(Re)pensar o conhecimento da e na sala de aula

por Ricardo Jaheem

O que sabemos da inventividade africana? Quais são as tecnologias criadas pelos diferentes povos de origem africana e indígenas antes do violento processo de colonização? Ao começar este texto com estas perguntas utilizo a seguinte estratégia: convidar vocês educadores a construírem um movimento necessário de reflexão para falarmos da construção de outros paradigmas do conhecimento científico em sala de aula.

 

Vamos questionar a forma como implementamos cotidianamente nossas práticas, o processo mecânico de não refletir sobre outras perspectivas de produção de conhecimento e o apagamento histórico dos saberes negros e indígenas. Todo o processo será centrado na sala de aula, nas práticas e na fundamentação de ações cotidianas possíveis para uma prática que almeje uma reparação histórica.

 

Sabemos que historicamente, o pensamento científico delegou a todos os que não faziam parte do cenário intelectual colonial um lugar de negação de produção de saberes. Para isto, nossos saberes ancestrais foram relacionados ao senso comum. Todas as hipóteses, afirmações e observações dos povos indígenas sobre o manejo responsável da floresta, por exemplo, ou a percepção da cosmologia, são determinados como conhecimentos inferiores.

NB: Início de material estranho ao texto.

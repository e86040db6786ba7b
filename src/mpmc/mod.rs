mod array;
mod config;
mod context;
mod errors;
mod lock;
mod select;
mod waker;

use std::{fmt, sync::Arc};

pub use array::Received;
pub use config::Config;
pub use context::Interrupter;
pub use errors::{
    ConfigError, IllegalState, RecvError, SelectError, SendError, TrySendError, UsageError,
};
pub use select::Select;

use context::Context;
use lock::Shared;
use waker::Port;

/// Owner of the coordination lock shared by every channel and select created
/// through it. Cloning is cheap and yields a handle to the same runtime.
#[derive(Clone)]
pub struct Runtime {
    shared: Arc<Shared>,
}

impl Runtime {
    pub fn new() -> Runtime {
        Runtime::with_config(Config::default())
    }

    pub fn with_config(config: Config) -> Runtime {
        Runtime {
            shared: Arc::new(Shared::new(config)),
        }
    }

    pub fn config(&self) -> &Config {
        self.shared.config()
    }

    // 创建容量为capacity的channel
    // capacity为0时是rendezvous channel，发送和接收必须直接配对
    pub fn channel<T: Send + 'static>(&self, capacity: usize) -> Result<Channel<T>, UsageError> {
        if let Some(max) = self.config().max_capacity {
            if capacity > max {
                return Err(UsageError::CapacityTooLarge {
                    requested: capacity,
                    max,
                });
            }
        }
        Ok(Channel {
            chan: Arc::new(array::Channel::new(self.shared.clone(), capacity)),
        })
    }

    pub fn select(&self) -> Select {
        Select::new(self.shared.clone())
    }

    /// Returns a handle that interrupts the calling thread's blocking
    /// operations on this runtime. Hand it to another thread.
    pub fn interrupter(&self) -> Interrupter {
        Interrupter::new(self.shared.clone(), Context::current(&self.shared))
    }

    /// Clears a pending interrupt of the calling thread, returning whether
    /// there was one.
    pub fn take_interrupt(&self) -> bool {
        let cx = Context::current(&self.shared);
        let mut g = self.shared.lock();
        cx.take_interrupt(&mut g)
    }
}

impl Default for Runtime {
    fn default() -> Self {
        Runtime::new()
    }
}

impl fmt::Debug for Runtime {
    fn fmt(&self, f: &mut fmt::Formatter<'_>) -> fmt::Result {
        f.debug_struct("Runtime")
            .field("id", &self.shared.id())
            .finish()
    }
}

/// A bounded FIFO channel. Clones refer to the same channel.
pub struct Channel<T> {
    chan: Arc<array::Channel<T>>,
}

impl<T> Clone for Channel<T> {
    fn clone(&self) -> Self {
        Channel {
            chan: self.chan.clone(),
        }
    }
}

impl<T: Send + 'static> Channel<T> {
    // 向channel写入msg(blocking)，直到msg被接收者取走或者放入缓冲区
    // channel已关闭或在阻塞期间被关闭时，包裹原msg返回Closed
    pub fn send(&self, msg: T) -> Result<(), SendError<T>> {
        self.chan.send(msg)
    }

    // 尝试向channel发送信息(non-blocking)
    // 没有等待的接收者并且缓冲区已满时返回Full
    pub fn try_send(&self, msg: T) -> Result<(), TrySendError<T>> {
        let mut g = self.chan.shared().lock();
        self.chan.try_send(&mut g, msg)
    }

    /// Receives the next value, or the terminal value once the channel is
    /// closed and drained (`None` if it was closed without one).
    pub fn receive(&self) -> Result<Option<T>, RecvError> {
        self.chan.recv().map(Received::into_value)
    }

    pub fn receive_with_result(&self) -> Result<Received<T>, RecvError> {
        self.chan.recv()
    }

    // 尝试接收(non-blocking)，None代表没有数据并且channel没有关闭
    pub fn try_receive(&self) -> Option<Received<T>> {
        let mut g = self.chan.shared().lock();
        self.chan.try_recv(&mut g)
    }

    // 关闭channel，重复调用没有效果
    pub fn close(&self) {
        self.chan.close(None);
    }

    /// Closes the channel; every receive after the buffered values are
    /// drained yields a clone of `terminal`.
    pub fn close_with(&self, terminal: T)
    where
        T: Clone,
    {
        self.chan.close(Some(Box::new(move || terminal.clone())));
    }

    // 只计入缓冲区中的信息，阻塞中的sender持有的信息不算
    pub fn len(&self) -> usize {
        self.chan.len()
    }

    pub fn is_empty(&self) -> bool {
        self.len() == 0
    }

    pub fn capacity(&self) -> usize {
        self.chan.capacity()
    }

    pub fn is_closed(&self) -> bool {
        self.chan.is_closed()
    }

    pub fn same_channel(&self, other: &Channel<T>) -> bool {
        Arc::ptr_eq(&self.chan, &other.chan)
    }

    /// Iterates over received values until the channel is closed and drained
    /// (or the thread is interrupted).
    pub fn iter(&self) -> Iter<'_, T> {
        Iter { chan: self }
    }

    pub(crate) fn port(&self) -> Arc<dyn Port> {
        self.chan.clone()
    }

    #[cfg(test)]
    pub(crate) fn inner(&self) -> &array::Channel<T> {
        &self.chan
    }
}

impl<T> fmt::Debug for Channel<T> {
    fn fmt(&self, f: &mut fmt::Formatter<'_>) -> fmt::Result {
        f.pad("Channel { .. }")
    }
}

pub struct Iter<'a, T> {
    chan: &'a Channel<T>,
}

impl<T: Send + 'static> Iterator for Iter<'_, T> {
    type Item = T;

    fn next(&mut self) -> Option<T> {
        match self.chan.receive_with_result() {
            Ok(Received { value, ok: true }) => value,
            _ => None,
        }
    }
}

impl<'a, T: Send + 'static> IntoIterator for &'a Channel<T> {
    type Item = T;
    type IntoIter = Iter<'a, T>;

    fn into_iter(self) -> Iter<'a, T> {
        self.iter()
    }
}
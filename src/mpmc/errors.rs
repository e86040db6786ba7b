use std::fmt;

use thiserror::Error;

// send方法可能返回的错误
// 原始信息被包含在错误中，因此它能够被恢复，无论哪种情况信息都没有被交付
#[derive(Error, PartialEq, Eq, Clone, Copy)]
pub enum SendError<T> {
    // channel已经关闭（发送前或阻塞期间），信息不能被发送
    #[error("sending on a closed channel")]
    Closed(T),
    // 阻塞期间被中断，信息没有交给任何接收者
    #[error("send interrupted while parked")]
    Interrupted(T),
}

impl<T> SendError<T> {
    pub fn into_inner(self) -> T {
        match self {
            SendError::Closed(msg) | SendError::Interrupted(msg) => msg,
        }
    }

    pub fn is_closed(&self) -> bool {
        matches!(self, SendError::Closed(_))
    }
}

impl<T> fmt::Debug for SendError<T> {
    fn fmt(&self, f: &mut fmt::Formatter<'_>) -> fmt::Result {
        match self {
            SendError::Closed(..) => f.pad("Closed(..)"),
            SendError::Interrupted(..) => f.pad("Interrupted(..)"),
        }
    }
}

// try_send错误
#[derive(Error, PartialEq, Eq, Clone, Copy)]
pub enum TrySendError<T> {
    // 没有等待的接收者并且缓冲区已满，发送会阻塞
    #[error("sending on a full channel")]
    Full(T),
    #[error("sending on a closed channel")]
    Closed(T),
}

impl<T> TrySendError<T> {
    pub fn into_inner(self) -> T {
        match self {
            TrySendError::Full(msg) | TrySendError::Closed(msg) => msg,
        }
    }

    pub fn is_full(&self) -> bool {
        matches!(self, TrySendError::Full(_))
    }

    pub(crate) fn map<U>(self, f: impl FnOnce(T) -> U) -> TrySendError<U> {
        match self {
            TrySendError::Full(msg) => TrySendError::Full(f(msg)),
            TrySendError::Closed(msg) => TrySendError::Closed(f(msg)),
        }
    }
}

impl<T> fmt::Debug for TrySendError<T> {
    fn fmt(&self, f: &mut fmt::Formatter<'_>) -> fmt::Result {
        match self {
            TrySendError::Full(..) => f.pad("Full(..)"),
            TrySendError::Closed(..) => f.pad("Closed(..)"),
        }
    }
}

// 接收永远不会因为channel关闭而失败（关闭后返回终止值），只会被中断
#[derive(Error, PartialEq, Eq, Clone, Copy, Debug)]
pub enum RecvError {
    #[error("receive interrupted while parked")]
    Interrupted,
}

/// Invalid construction or API sequencing.
#[derive(Error, PartialEq, Eq, Clone, Copy, Debug)]
pub enum UsageError {
    #[error("channel capacity {requested} exceeds the configured maximum {max}")]
    CapacityTooLarge { requested: usize, max: usize },
    #[error("select branch {index} uses a channel created by another runtime")]
    ForeignChannel { index: usize },
    #[error("the last select did not resolve on a receive branch")]
    NoReceive,
    #[error("select data requested with the wrong element type")]
    DataType,
}

#[derive(Error, PartialEq, Eq, Clone, Copy, Debug)]
pub enum SelectError {
    // 被选中的send分支指向一个已关闭的channel
    #[error("select chose send branch {index} on a closed channel")]
    Closed { index: usize },
    #[error("select interrupted while parked")]
    Interrupted,
    #[error(transparent)]
    Usage(#[from] UsageError),
}

#[derive(Error, Debug)]
pub enum ConfigError {
    #[error("invalid runtime config: {0}")]
    Parse(#[from] toml::de::Error),
}

/// Internal invariant violation. Never recoverable.
#[derive(Error, PartialEq, Eq, Clone, Copy, Debug)]
#[error("illegal state: {0}")]
pub struct IllegalState(pub &'static str);

#[cold]
#[track_caller]
pub(crate) fn illegal_state(what: &'static str) -> ! {
    let err = IllegalState(what);
    log::error!("{}", err);
    panic!("{}", err)
}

A colonização não pode mais ser o centro de nosso processo educativo. Você pode estar se perguntando: “Em minhas aulas eu atuo como um instrumento dessa dominação intelectual?” ou, “qual a minha responsabilidade neste processo?”. A nossa proposta, no decorrer da formação, é estabelecer questionamentos como este e convidar a cada participante a reconhecer em suas práticas possibilidades de refundar o ensino de ciências exatas e da natureza.

 

Não podemos reproduzir para nossos estudantes nas disciplinas de ciências naturais e em nenhuma outra, o viés eurocêntrico. Por isso, em nosso encontros vamos estudar as construções intelectuais, científicas e culturais dos povos afro-brasileiros e indígenas, visando enfrentar o epistemícidio reproduzido no cotidiano escolar.

 

Pretendemos reconhecer, neste movimento de circularidade, as produções intelectuais de atores e movimentos que foram/são fundamentais para a produção do conhecimento científico. Por exemplo, a importância das comunidades quilombolas durante o período colonial para o estabelecimento de um sistema econômico paralelo baseado em culturas de subsistência. E vamos, em conjunto, pensar caminhos para integração de todo o conteúdo envolvido neste tema no interior das aulas.

 

Um outro exemplo, que vamos analisar em conjunto, é a importância da população africana para a constituição do sistema decimal. E, também, a participação das mulheres negras norte-americanas na constituição do projeto espacial de seu país. Podemos citar ainda, a arquitetura e a matemática presentes nas obras de Mestre Valentim. E, afirmando a matemática presente na construção rítmica do samba, as engenharias que envolvem os desfiles e a importância econômica desta mobilização cultural para os debates sobre sustentabilidade.

 

Este texto é apenas uma demonstração de um processo de ruptura que será vivenciado no decorrer da formação, que será um convite permanente à reflexão. Pretendemos construir novos referenciais para que em todas as suas aulas vocês apresentem  uma referência, um conteúdo e a polifonia africana, afro-brasileira e indígenas para “empretecer” a práticas educativas.

 

Colocamos “empretecer” entre aspas para destacar a importância deste movimento, de olharmos para o currículo como uma ponte para a fundamentação de práticas educativas de implementação da educação para as  relações étnico-raciais. Quem sabe no futuro, depois de nosso ciclo formativo, podemos retirar as aspas e dizer publicamente que pensar ciência não pode ser um movimento apenas embranquecido?